L'invention concerne des procédés et un appareil de CCCM pour le codage vidéo. Selon un procédé, une matrice d'auto-corrélation associée à une empreinte d'un filtre convolutif pour des échantillons de luminance de référence dans une zone de référence est dérivée. Un vecteur de corrélation croisée, associé à l'empreinte, entre les échantillons de luminance de référence et des échantillons de chrominance de référence dans la zone de référence est dérivé. Des coefficients du filtre convolutif sont dérivés sur la base de la matrice d'auto-corrélation et du vecteur de corrélation croisée au moyen d'un schéma d'élimination gaussienne. Pour un échantillon de chrominance cible dans le bloc de chrominance, le filtre convolutif avec les coefficients dérivés est appliqué à un emplacement correspondant du bloc de luminance afin de former un prédicteur de modèle inter-composantes convolutif pour l'échantillon de chrominance cible.
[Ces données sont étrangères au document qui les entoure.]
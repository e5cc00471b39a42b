//! Configuration management for steplang
//!
//! Configuration is loaded with the following priority (highest to lowest):
//! 1. CLI flags (--max-steps, etc.)
//! 2. Environment variables (STEPLANG_INTERPRETER__MAX_STEPS, etc.), with a
//!    `.env` file loaded first if present
//! 3. Config file (`--config <path>`, or steplang.toml in the working directory)
//! 4. Built-in defaults
//!
//! # Example Config File (steplang.toml)
//!
//! ```toml
//! [parser]
//! max_file_size = 20000
//! max_depth = 200
//!
//! [interpreter]
//! max_steps = 10000
//! max_scope_depth = 100
//! max_trace_length = 50000
//! ```

use config::{Config, Environment, File};
use serde::{Deserialize, Serialize};
use std::path::PathBuf;
use tracing::debug;

use crate::error::{Error, Result};
use crate::interpreter::ExecutionOptions;
use crate::parser::ParseOptions;

const DEFAULT_CONFIG_FILE: &str = "steplang.toml";
const ENV_PREFIX: &str = "STEPLANG";

/// Root configuration structure
#[derive(Debug, Clone, Default, PartialEq, Eq, Serialize, Deserialize)]
#[serde(default)]
pub struct Settings {
    pub parser: ParserSettings,
    pub interpreter: InterpreterSettings,
}

/// Parser limits
#[derive(Debug, Clone, PartialEq, Eq, Serialize, Deserialize)]
#[serde(default)]
pub struct ParserSettings {
    /// Largest accepted source file, in bytes
    pub max_file_size: usize,
    /// Deepest nesting the parser follows
    pub max_depth: usize,
}

impl Default for ParserSettings {
    fn default() -> Self {
        let defaults = ParseOptions::default();
        Self {
            max_file_size: defaults.max_file_size,
            max_depth: defaults.max_depth,
        }
    }
}

/// Interpreter resource limits
#[derive(Debug, Clone, PartialEq, Eq, Serialize, Deserialize)]
#[serde(default)]
pub struct InterpreterSettings {
    pub max_steps: usize,
    pub max_scope_depth: usize,
    pub max_trace_length: usize,
}

impl Default for InterpreterSettings {
    fn default() -> Self {
        let defaults = ExecutionOptions::default();
        Self {
            max_steps: defaults.max_steps,
            max_scope_depth: defaults.max_scope_depth,
            max_trace_length: defaults.max_trace_length,
        }
    }
}

impl Settings {
    /// Create a builder for constructing settings with overrides
    pub fn builder() -> SettingsBuilder {
        SettingsBuilder::default()
    }

    pub fn from_toml_str(source: &str) -> Result<Self> {
        let settings: Settings = toml::from_str(source)?;
        settings.validate()?;
        Ok(settings)
    }

    /// Render the effective configuration as TOML
    pub fn to_toml(&self) -> Result<String> {
        Ok(toml::to_string_pretty(self)?)
    }

    pub fn parse_options(&self) -> ParseOptions {
        ParseOptions {
            max_file_size: self.parser.max_file_size,
            max_depth: self.parser.max_depth,
        }
    }

    pub fn execution_options(&self) -> ExecutionOptions {
        ExecutionOptions {
            max_steps: self.interpreter.max_steps,
            max_scope_depth: self.interpreter.max_scope_depth,
            max_trace_length: self.interpreter.max_trace_length,
        }
    }

    fn validate(&self) -> Result<()> {
        if self.parser.max_depth == 0 {
            return Err(Error::InvalidSetting {
                key: "parser.max_depth",
                message: "must be at least 1".to_string(),
            });
        }
        // The global scope always counts toward the limit.
        if self.interpreter.max_scope_depth == 0 {
            return Err(Error::InvalidSetting {
                key: "interpreter.max_scope_depth",
                message: "must be at least 1".to_string(),
            });
        }
        Ok(())
    }
}

/// Builder for constructing Settings with optional overrides
#[derive(Debug, Default)]
pub struct SettingsBuilder {
    config_path: Option<PathBuf>,
    skip_environment: bool,
    max_steps: Option<usize>,
    max_scope_depth: Option<usize>,
    max_trace_length: Option<usize>,
}

impl SettingsBuilder {
    /// Override the config file path
    pub fn config_path(mut self, path: Option<PathBuf>) -> Self {
        self.config_path = path;
        self
    }

    /// Ignore `.env` and `STEPLANG_*` variables
    pub fn without_environment(mut self) -> Self {
        self.skip_environment = true;
        self
    }

    pub fn max_steps(mut self, max: Option<usize>) -> Self {
        self.max_steps = max;
        self
    }

    pub fn max_scope_depth(mut self, max: Option<usize>) -> Self {
        self.max_scope_depth = max;
        self
    }

    pub fn max_trace_length(mut self, max: Option<usize>) -> Self {
        self.max_trace_length = max;
        self
    }

    /// Build the final settings by applying the priority chain
    pub fn build(self) -> Result<Settings> {
        let mut builder = Config::builder().add_source(Config::try_from(&Settings::default())?);

        match &self.config_path {
            Some(path) => {
                if !path.exists() {
                    return Err(Error::ConfigNotFound { path: path.clone() });
                }
                debug!(path = %path.display(), "loading config file");
                builder = builder.add_source(File::from(path.as_path()));
            }
            None => {
                builder = builder.add_source(File::with_name(DEFAULT_CONFIG_FILE).required(false));
            }
        }

        if !self.skip_environment {
            // Ignore errors if .env doesn't exist
            let _ = dotenvy::dotenv();
            builder = builder.add_source(
                Environment::with_prefix(ENV_PREFIX)
                    .prefix_separator("_")
                    .separator("__")
                    .try_parsing(true),
            );
        }

        let mut settings: Settings = builder.build()?.try_deserialize()?;
        self.apply_overrides(&mut settings);
        settings.validate()?;
        Ok(settings)
    }

    /// Apply CLI overrides (highest priority)
    fn apply_overrides(&self, settings: &mut Settings) {
        if let Some(max) = self.max_steps {
            settings.interpreter.max_steps = max;
        }
        if let Some(max) = self.max_scope_depth {
            settings.interpreter.max_scope_depth = max;
        }
        if let Some(max) = self.max_trace_length {
            settings.interpreter.max_trace_length = max;
        }
    }
}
Un prédicteur final est généré pour l'échantillon de chrominance cible à partir d'un ensemble de candidats de prédiction comprenant le prédicteur de modèle inter-composantes convolutif. L'échantillon de chrominance cible est codé ou décodé au moyen du prédicteur final.
PCT/CN2023/109349 2022-07-27 2023-07-26 Procédé et appareil d'amélioration des performances d'un modèle inter-composantes convolutif dans un système de codage vidéo WO2024022390A1 (fr)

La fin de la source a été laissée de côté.